O Estado de S. Paulo
Temos a obrigação de retomar o debate adulto e civilizado sobre as questões que importam
Que tal ler um livro na véspera da eleição?
Aí vai uma sugestão: Nós do Brasil, da economista Zeina Latif.
Trata-se de uma reflexão de rara clareza sobre a questão fundamental para nós,
eleitores: de onde vem e para onde vai nosso país? Ou, nos termos do livro:
estamos condenados ao baixo crescimento e ao desenvolvimento medíocre, ou há
alguma perspectiva de mudar esse destino?

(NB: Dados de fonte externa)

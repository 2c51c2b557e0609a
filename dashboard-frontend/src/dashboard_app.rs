//! Vehicle telemetry dashboard component.
//!
//! Owns the single [`Dashboard`] state object and both channel tasks. Every
//! socket callback is turned into a [`Msg`], applied to the state, and the
//! returned effect is carried out here (blob URLs, closing the camera).

use dashboard_shared::{
    resolve_ws_url, CameraCommand, Dashboard, DashboardConfig, Effect, MetricName, PageOrigin,
    SessionId,
};
use futures_util::future::AbortHandle;
use web_sys::{Blob, Url};
use yew::prelude::*;

use crate::scan_canvas::ScanCanvas;
use crate::ws_channel::{open_channel, page_origin, ChannelEvent};

/// 1x1 transparent GIF used while no frame is shown.
const EMPTY_IMAGE: &str = "data:image/gif;base64,R0lGODlhAQABAAAAACH5BAEKAAEALAAAAAABAAEAAAICTAEAOw==";

#[derive(Properties, PartialEq)]
pub struct DashboardAppProps {
    pub config: DashboardConfig,
    /// Show the decorative scan panel
    #[prop_or(true)]
    pub show_scan: bool,
}

pub enum Msg {
    Metrics(ChannelEvent),
    Camera(SessionId, ChannelEvent),
    ToggleCamera,
}

pub struct DashboardApp {
    dashboard: Dashboard,
    origin: PageOrigin,
    metrics_task: Option<AbortHandle>,
    camera_task: Option<(SessionId, AbortHandle)>,
    /// Blob URL of the frame currently shown (revoked when replaced)
    frame_url: Option<String>,
}

impl Component for DashboardApp {
    type Message = Msg;
    type Properties = DashboardAppProps;

    fn create(ctx: &Context<Self>) -> Self {
        let mut app = Self {
            dashboard: Dashboard::new(ctx.props().config.clone()),
            origin: page_origin(),
            metrics_task: None,
            camera_task: None,
            frame_url: None,
        };
        app.connect_metrics(ctx);
        app
    }

    fn update(&mut self, ctx: &Context<Self>, msg: Self::Message) -> bool {
        let effect = match msg {
            Msg::Metrics(event) => self.on_metrics_event(event),
            Msg::Camera(session, event) => self.on_camera_event(session, event),
            Msg::ToggleCamera => {
                match self.dashboard.camera_toggle() {
                    CameraCommand::Open(session) => self.connect_camera(ctx, session),
                    CameraCommand::Close(session) => self.close_camera(session),
                }
                None
            }
        };

        match effect {
            Some(Effect::ShowFrame(frame)) => self.show_frame(&frame.jpeg),
            Some(Effect::CloseCamera(session)) => self.close_camera(session),
            None => {}
        }
        if !self.dashboard.camera().image_visible() {
            self.clear_frame();
        }
        true
    }

    fn view(&self, ctx: &Context<Self>) -> Html {
        let status = self.dashboard.status();

        html! {
            <div class="dashboard">
                <div id="status" class={status.css_classes()}>{&status.text}</div>
                <div class="metrics-grid">
                    { for MetricName::ALL.iter().map(|name| self.view_metric(*name)) }
                </div>
                <div class="media-row">
                    { self.view_camera(ctx) }
                    if ctx.props().show_scan {
                        <div class="panel lidar-container">
                            <h2>{"Range Scan"}</h2>
                            <div class="lidar-surface">
                                <ScanCanvas />
                            </div>
                        </div>
                    }
                </div>
            </div>
        }
    }

    fn destroy(&mut self, _ctx: &Context<Self>) {
        if let Some(task) = self.metrics_task.take() {
            task.abort();
        }
        if let Some((_, task)) = self.camera_task.take() {
            task.abort();
        }
        self.clear_frame();
    }
}

impl DashboardApp {
    fn connect_metrics(&mut self, ctx: &Context<Self>) {
        self.dashboard.metrics_connecting();
        match resolve_ws_url(&self.dashboard.config().metrics_url, &self.origin) {
            Ok(url) => {
                log::info!("connecting metrics channel to {url}");
                let callback = ctx.link().callback(Msg::Metrics);
                self.metrics_task = Some(open_channel(&url, callback));
            }
            Err(e) => {
                self.dashboard.metrics_failed(&e.to_string());
            }
        }
    }

    fn connect_camera(&mut self, ctx: &Context<Self>, session: SessionId) {
        match resolve_ws_url(&self.dashboard.config().camera_url, &self.origin) {
            Ok(url) => {
                log::info!("{session}: connecting to {url}");
                let callback = ctx
                    .link()
                    .callback(move |event| Msg::Camera(session, event));
                self.camera_task = Some((session, open_channel(&url, callback)));
            }
            Err(e) => self.dashboard.camera_failed(session, &e.to_string()),
        }
    }

    fn on_metrics_event(&mut self, event: ChannelEvent) -> Option<Effect> {
        match event {
            ChannelEvent::Opened => {
                self.dashboard.metrics_opened();
                None
            }
            ChannelEvent::Text(text) => self.dashboard.metrics_message(&text),
            ChannelEvent::Closed => {
                self.metrics_task = None;
                self.dashboard.metrics_closed()
            }
            ChannelEvent::Error(e) => {
                self.metrics_task = None;
                self.dashboard.metrics_error(&e)
            }
            ChannelEvent::Failed(reason) => {
                self.metrics_task = None;
                self.dashboard.metrics_failed(&reason)
            }
        }
    }

    fn on_camera_event(&mut self, session: SessionId, event: ChannelEvent) -> Option<Effect> {
        match event {
            ChannelEvent::Opened => {
                self.dashboard.camera_opened(session);
                None
            }
            ChannelEvent::Text(text) => self.dashboard.camera_message(session, &text),
            ChannelEvent::Closed | ChannelEvent::Error(_) => {
                self.drop_camera_task(session);
                self.dashboard.camera_closed(session);
                None
            }
            ChannelEvent::Failed(reason) => {
                self.drop_camera_task(session);
                self.dashboard.camera_failed(session, &reason);
                None
            }
        }
    }

    /// Close the camera socket without waiting for the server.
    fn close_camera(&mut self, session: SessionId) {
        if let Some((current, task)) = self.camera_task.take() {
            if current == session {
                task.abort();
            } else {
                self.camera_task = Some((current, task));
            }
        }
        self.clear_frame();
    }

    fn drop_camera_task(&mut self, session: SessionId) {
        if matches!(self.camera_task, Some((current, _)) if current == session) {
            self.camera_task = None;
        }
    }

    fn show_frame(&mut self, jpeg: &[u8]) {
        match create_blob_url(jpeg) {
            Ok(url) => {
                if let Some(old_url) = self.frame_url.replace(url) {
                    let _ = Url::revoke_object_url(&old_url);
                }
            }
            Err(e) => log::warn!("failed to create frame blob: {e:?}"),
        }
    }

    fn clear_frame(&mut self) {
        if let Some(url) = self.frame_url.take() {
            let _ = Url::revoke_object_url(&url);
        }
    }

    fn view_metric(&self, name: MetricName) -> Html {
        let slot = self.dashboard.slots().get(name);
        let text = slot.display_text(&self.dashboard.config().placeholder);

        html! {
            <div class="metric-card">
                <div class="metric-label">{name.label()}</div>
                <div id={name.key()} class={slot.css_classes()}>{text}</div>
                if !name.unit().is_empty() {
                    <div class="metric-unit">{name.unit()}</div>
                }
            </div>
        }
    }

    fn view_camera(&self, ctx: &Context<Self>) -> Html {
        let camera = self.dashboard.camera();
        let src = self
            .frame_url
            .clone()
            .unwrap_or_else(|| EMPTY_IMAGE.to_string());
        let image_style = if camera.image_visible() {
            "display: block;"
        } else {
            "display: none;"
        };
        let placeholder_style = if camera.placeholder_visible() {
            "display: flex;"
        } else {
            "display: none;"
        };

        html! {
            <div class="panel camera-container">
                <h2>{"Camera"}</h2>
                <div class="camera-surface">
                    <div id="camera-placeholder" class="camera-placeholder" style={placeholder_style}>
                        {camera.placeholder_text()}
                    </div>
                    <img
                        id="cameraFeed"
                        class="image-frame"
                        src={src}
                        alt="Annotated camera stream"
                        style={image_style}
                    />
                </div>
                <div class="camera-controls">
                    <button
                        id="camera-toggle"
                        class={if camera.is_active() { "toggle active" } else { "toggle" }}
                        onclick={ctx.link().callback(|_| Msg::ToggleCamera)}
                    >
                        {camera.toggle_label()}
                    </button>
                    if camera.is_active() {
                        <span class="frame-count">
                            {format!("{} frames", camera.frames_received())}
                        </span>
                    }
                </div>
            </div>
        }
    }
}

/// Create a blob URL from JPEG data.
fn create_blob_url(jpeg_data: &[u8]) -> Result<String, wasm_bindgen::JsValue> {
    let uint8_array = js_sys::Uint8Array::from(jpeg_data);
    let array = js_sys::Array::new();
    array.push(&uint8_array);

    let options = web_sys::BlobPropertyBag::new();
    options.set_type("image/jpeg");

    let blob = Blob::new_with_u8_array_sequence_and_options(&array, &options)?;
    Url::create_object_url_with_blob(&blob)
}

Para responder à pergunta, Latif mergulha na história brasileira e na melhor literatura acadêmica. As respostas são múltiplas – não existe solução simples para problema complexo –, mas a autora elege uma razão central para nosso atraso: a demora em criar um sistema nacional de educação pública. O livro mostra, com dados e gráficos, que ficamos na rabeira no Ocidente, em geral, e na América do Sul, em particular, atrás de países como Argentina, Chile e Peru.
Como deixamos que isso acontecesse?
Novamente há várias explicações. Destaco uma: “O racismo provavelmente reforçou
a falta de interesse na educação de massas, sendo que havia a crença na
inferioridade dos pretos, inclusive por parte de intelectuais”, diz Latif no
livro. “Somou-se a visão da elite de que aos humildes cabia o trabalho braçal e
manual.” Ela é a entrevistada do minipodcast da semana.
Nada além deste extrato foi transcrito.